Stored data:
####################

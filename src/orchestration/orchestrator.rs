//! # Orchestrator
//!
//! Entry point of the engine. `submit` records a RUNNING job, schedules the
//! work on the worker pool and returns the token at once; the background task
//! validates the request, dispatches it to its pipeline and writes exactly one
//! terminal state. Validation failures, unsupported components and panics all
//! end as FAILED jobs.

use super::dispatch::ComponentDispatch;
use super::job_store::{InMemoryJobStore, JobStore};
use super::pipelines::{dlt, job, output_port, workflow, ProvisionOutcome, ProvisioningContext};
use crate::config::{ConfigManager, ProvisionerConfig};
use crate::execution::{catch_panic, TaskPanic, WorkerPool};
use crate::gateways::Gateways;
use crate::logging::log_job_operation;
use crate::models::{
    JobToken, ProvisioningJob, ProvisioningRequest, ReverseProvisioningRequest, UpdateAclRequest,
};
use crate::problem::{FailedOperation, OpResult};
use crate::validation::{self, validate_provisioning_request, ValidationResult};
use std::fmt;
use std::sync::Arc;
use tracing::{error, info, instrument};

#[derive(Debug, Clone, Copy, PartialEq, Eq)]
pub enum ProvisioningDirection {
    Provision,
    Unprovision,
}

impl fmt::Display for ProvisioningDirection {
    fn fmt(&self, f: &mut fmt::Formatter<'_>) -> fmt::Result {
        match self {
            Self::Provision => write!(f, "provision"),
            Self::Unprovision => write!(f, "unprovision"),
        }
    }
}

pub struct Orchestrator {
    context: Arc<ProvisioningContext>,
    store: Arc<dyn JobStore>,
    pool: WorkerPool,
}

impl Orchestrator {
    /// Orchestrator with an in-memory job store and a pool sized from
    /// `orchestrator.max_concurrent_jobs`
    pub fn new(config: Arc<ProvisionerConfig>, gateways: Gateways) -> Self {
        let pool = WorkerPool::new(config.orchestrator.max_concurrent_jobs);
        Self {
            context: Arc::new(ProvisioningContext::new(config, gateways)),
            store: Arc::new(InMemoryJobStore::new()),
            pool,
        }
    }

    pub fn from_config_manager(manager: &ConfigManager, gateways: Gateways) -> Self {
        Self::new(Arc::new(manager.config().clone()), gateways)
    }

    /// Replace the job store, e.g. with a durable one
    pub fn with_job_store(mut self, store: Arc<dyn JobStore>) -> Self {
        self.store = store;
        self
    }

    pub fn config(&self) -> &ProvisionerConfig {
        &self.context.config
    }

    pub fn worker_pool(&self) -> &WorkerPool {
        &self.pool
    }

    /// Check a request without scheduling anything
    pub fn validate(&self, request: &ProvisioningRequest) -> ValidationResult {
        validation::validate(request, &self.context.config)
    }

    /// Schedule a provisioning or de-provisioning run and return its token
    #[instrument(skip(self, request))]
    pub async fn submit(
        &self,
        request: ProvisioningRequest,
        direction: ProvisioningDirection,
    ) -> JobToken {
        let token = self.register().await;
        log_job_operation("submit", token.as_str(), None, "RUNNING", Some(&direction.to_string()));

        let context = self.context.clone();
        let store = self.store.clone();
        let job_token = token.clone();
        self.pool.spawn(format!("{direction}:{token}"), async move {
            let outcome = catch_panic(run_request(&context, &request, direction)).await;
            finish(store.as_ref(), &job_token, outcome).await;
        });

        token
    }

    /// Schedule a workflow read-back and return its token
    #[instrument(skip(self, request), fields(workflow = %request.params.workflow_name))]
    pub async fn submit_reverse_provisioning(&self, request: ReverseProvisioningRequest) -> JobToken {
        let token = self.register().await;
        log_job_operation("submit_reverse_provisioning", token.as_str(), None, "RUNNING", None);

        let context = self.context.clone();
        let store = self.store.clone();
        let job_token = token.clone();
        self.pool.spawn(format!("reverse:{token}"), async move {
            let outcome = catch_panic(run_reverse_provisioning(&context, &request)).await;
            finish(store.as_ref(), &job_token, outcome).await;
        });

        token
    }

    /// Update the consumers of an output port. Runs to completion before
    /// returning; the result is also recorded under a fresh token.
    #[instrument(skip(self, request))]
    pub async fn update_acl(&self, request: UpdateAclRequest) -> ProvisioningJob {
        let token = self.register().await;
        let outcome = catch_panic(run_update_acl(&self.context, &request)).await;
        finish(self.store.as_ref(), &token, outcome).await;
        self.store.get(&token).await
    }

    /// Current state of a job; unknown tokens come back FAILED
    pub async fn get_status(&self, token: &JobToken) -> ProvisioningJob {
        self.store.get(token).await
    }

    async fn register(&self) -> JobToken {
        let token = JobToken::generate();
        self.store.put(ProvisioningJob::running(token.clone())).await;
        token
    }
}

async fn run_request(
    context: &ProvisioningContext,
    request: &ProvisioningRequest,
    direction: ProvisioningDirection,
) -> OpResult<ProvisionOutcome> {
    use ComponentDispatch as D;
    use ProvisioningDirection::{Provision, Unprovision};

    let validated = validate_provisioning_request(request, &context.config)?;
    info!(
        component_id = %validated.component.id,
        component_type = validated.dispatch.label(),
        direction = %direction,
        "Request validated"
    );

    match (&validated.dispatch, direction) {
        (D::Job(spec), Provision) => job::provision(context, &validated, spec).await,
        (D::Job(spec), Unprovision) => job::unprovision(context, &validated, spec).await,
        (D::Pipeline(spec), Provision) => dlt::provision(context, &validated, spec).await,
        (D::Pipeline(spec), Unprovision) => dlt::unprovision(context, &validated, spec).await,
        (D::Workflow(spec), Provision) => workflow::provision(context, &validated, spec).await,
        (D::Workflow(spec), Unprovision) => workflow::unprovision(context, &validated, spec).await,
        (D::OutputPort(spec), Provision) => output_port::provision(context, &validated, spec).await,
        (D::OutputPort(spec), Unprovision) => {
            output_port::unprovision(context, &validated, spec).await
        }
        (D::Unsupported { reason }, _) => Err(FailedOperation::single(reason.clone())),
    }
}

async fn run_reverse_provisioning(
    context: &ProvisioningContext,
    request: &ReverseProvisioningRequest,
) -> OpResult<ProvisionOutcome> {
    if !context
        .config
        .templates
        .workflow
        .iter()
        .any(|id| id == &request.use_case_template_id)
    {
        return Err(FailedOperation::single(format!(
            "Reverse provisioning for use case template id '{}' is not supported by this provisioner",
            request.use_case_template_id
        )));
    }

    let updates = workflow::reverse_provision(context, request).await?;
    Ok(ProvisionOutcome::message_only(format!(
        "Workflow '{}' read back from workspace '{}'",
        request.params.workflow_name, request.params.workspace
    ))
    .with_updates(updates))
}

async fn run_update_acl(
    context: &ProvisioningContext,
    request: &UpdateAclRequest,
) -> OpResult<ProvisionOutcome> {
    let provisioning_request = ProvisioningRequest::component(request.descriptor.clone());
    let validated = validate_provisioning_request(&provisioning_request, &context.config)?;

    match &validated.dispatch {
        ComponentDispatch::OutputPort(spec) => {
            output_port::update_acl(context, &validated, spec, &request.refs).await
        }
        ComponentDispatch::Unsupported { reason } => Err(FailedOperation::single(reason.clone())),
        other => Err(FailedOperation::single(format!(
            "Access control updates are only supported for output ports; component '{}' is a {}",
            validated.component.id,
            other.label()
        ))),
    }
}

/// Write the single terminal state of a job
async fn finish(
    store: &dyn JobStore,
    token: &JobToken,
    outcome: Result<OpResult<ProvisionOutcome>, TaskPanic>,
) {
    let job = store.get(token).await;

    let terminal = match outcome {
        Ok(Ok(result)) => {
            let ProvisionOutcome {
                message,
                info,
                updates,
                ..
            } = result;
            let completed = job.completed(message, info);
            match updates {
                Some(updates) => completed.with_updates(updates),
                None => completed,
            }
        }
        Ok(Err(failure)) => job.failed(failure.render()),
        Err(panic) => {
            error!(token = %token, panic = %panic.message(), "Provisioning task panicked");
            job.failed(format!(
                "Provisioning aborted by an internal error: {}",
                panic.message()
            ))
        }
    };

    log_job_operation(
        "finish",
        token.as_str(),
        None,
        &terminal.status.to_string(),
        Some(&terminal.result_message),
    );
    store.put(terminal).await;
}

####################

Filter the lines above so that only those with the string "instrument" remain, then copy them.

use tracing::{error, info, instrument};
    #[instrument(skip(self, request))]
    #[instrument(skip(self, request), fields(workflow = %request.params.workflow_name))]
    #[instrument(skip(self, request))]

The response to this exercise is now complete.